▶ _WORK ORDER_: Among the entries, find the lines with the string "Result" and report them.

▶ _SUPPLIED RECORDS_:
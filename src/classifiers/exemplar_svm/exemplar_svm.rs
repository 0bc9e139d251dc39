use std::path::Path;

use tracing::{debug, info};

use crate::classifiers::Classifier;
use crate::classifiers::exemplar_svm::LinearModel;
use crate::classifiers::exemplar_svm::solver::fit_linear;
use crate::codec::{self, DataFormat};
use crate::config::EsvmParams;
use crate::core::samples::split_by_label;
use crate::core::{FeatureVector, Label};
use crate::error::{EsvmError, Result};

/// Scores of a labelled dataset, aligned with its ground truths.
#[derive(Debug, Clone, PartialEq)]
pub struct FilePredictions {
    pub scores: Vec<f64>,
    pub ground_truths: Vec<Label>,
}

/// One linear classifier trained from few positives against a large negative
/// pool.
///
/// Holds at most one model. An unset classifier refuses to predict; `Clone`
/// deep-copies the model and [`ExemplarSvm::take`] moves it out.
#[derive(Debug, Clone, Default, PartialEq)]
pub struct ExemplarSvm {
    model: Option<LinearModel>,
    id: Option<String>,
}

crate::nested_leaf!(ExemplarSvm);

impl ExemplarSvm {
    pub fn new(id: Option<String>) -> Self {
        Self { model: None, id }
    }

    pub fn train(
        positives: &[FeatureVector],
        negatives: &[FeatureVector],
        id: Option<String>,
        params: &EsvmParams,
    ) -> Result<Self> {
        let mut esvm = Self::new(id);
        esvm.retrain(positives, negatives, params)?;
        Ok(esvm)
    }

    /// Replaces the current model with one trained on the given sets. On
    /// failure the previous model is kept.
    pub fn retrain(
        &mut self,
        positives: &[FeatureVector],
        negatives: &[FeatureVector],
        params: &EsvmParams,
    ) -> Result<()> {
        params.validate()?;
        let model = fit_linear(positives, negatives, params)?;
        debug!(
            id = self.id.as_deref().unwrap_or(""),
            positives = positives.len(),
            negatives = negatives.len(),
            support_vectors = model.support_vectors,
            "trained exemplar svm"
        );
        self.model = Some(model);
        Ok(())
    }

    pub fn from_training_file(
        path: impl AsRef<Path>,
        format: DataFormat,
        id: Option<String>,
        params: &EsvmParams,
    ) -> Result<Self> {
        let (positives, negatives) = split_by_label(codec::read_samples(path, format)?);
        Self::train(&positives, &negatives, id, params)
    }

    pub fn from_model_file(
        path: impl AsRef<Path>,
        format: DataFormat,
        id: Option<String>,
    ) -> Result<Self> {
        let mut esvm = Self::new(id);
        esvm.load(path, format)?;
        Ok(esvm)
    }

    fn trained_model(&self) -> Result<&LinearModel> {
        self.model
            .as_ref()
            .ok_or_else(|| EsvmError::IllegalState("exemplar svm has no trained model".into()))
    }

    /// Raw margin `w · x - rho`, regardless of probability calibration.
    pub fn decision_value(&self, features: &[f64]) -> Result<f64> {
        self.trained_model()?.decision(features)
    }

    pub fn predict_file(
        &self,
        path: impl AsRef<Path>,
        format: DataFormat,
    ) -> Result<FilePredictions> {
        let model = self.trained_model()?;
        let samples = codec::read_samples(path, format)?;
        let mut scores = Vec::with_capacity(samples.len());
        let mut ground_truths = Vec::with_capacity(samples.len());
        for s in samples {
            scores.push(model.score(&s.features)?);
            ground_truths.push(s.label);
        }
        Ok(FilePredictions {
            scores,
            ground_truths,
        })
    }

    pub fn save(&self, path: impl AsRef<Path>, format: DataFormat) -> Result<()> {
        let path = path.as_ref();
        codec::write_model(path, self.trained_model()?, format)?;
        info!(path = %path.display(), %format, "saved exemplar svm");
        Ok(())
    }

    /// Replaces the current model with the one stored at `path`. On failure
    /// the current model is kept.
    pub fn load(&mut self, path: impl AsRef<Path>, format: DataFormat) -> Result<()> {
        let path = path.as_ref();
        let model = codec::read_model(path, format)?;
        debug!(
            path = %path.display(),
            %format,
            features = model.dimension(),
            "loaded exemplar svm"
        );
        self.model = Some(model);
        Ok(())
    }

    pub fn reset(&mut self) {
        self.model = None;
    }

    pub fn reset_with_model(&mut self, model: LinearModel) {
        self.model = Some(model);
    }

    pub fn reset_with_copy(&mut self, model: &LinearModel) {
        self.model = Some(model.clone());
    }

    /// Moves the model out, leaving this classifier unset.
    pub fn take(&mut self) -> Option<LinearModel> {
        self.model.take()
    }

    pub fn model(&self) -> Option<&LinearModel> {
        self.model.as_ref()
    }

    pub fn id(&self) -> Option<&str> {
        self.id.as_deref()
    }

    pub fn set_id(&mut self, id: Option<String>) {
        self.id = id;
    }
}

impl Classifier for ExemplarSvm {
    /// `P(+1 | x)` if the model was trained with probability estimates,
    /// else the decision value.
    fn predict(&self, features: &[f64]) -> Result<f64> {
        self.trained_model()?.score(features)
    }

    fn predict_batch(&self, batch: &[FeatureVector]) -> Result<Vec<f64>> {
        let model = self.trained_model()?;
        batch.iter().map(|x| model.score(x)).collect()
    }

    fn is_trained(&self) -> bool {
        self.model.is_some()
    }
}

▶ _ANSWER BOX_:
use crate::error::{EsvmError, Result};
    ) -> Result<Self> {
    ) -> Result<()> {
    ) -> Result<Self> {
    ) -> Result<Self> {
    fn trained_model(&self) -> Result<&LinearModel> {
    pub fn decision_value(&self, features: &[f64]) -> Result<f64> {
    ) -> Result<FilePredictions> {
    pub fn save(&self, path: impl AsRef<Path>, format: DataFormat) -> Result<()> {
    pub fn load(&mut self, path: impl AsRef<Path>, format: DataFormat) -> Result<()> {
    fn predict(&self, features: &[f64]) -> Result<f64> {
    fn predict_batch(&self, batch: &[FeatureVector]) -> Result<Vec<f64>> {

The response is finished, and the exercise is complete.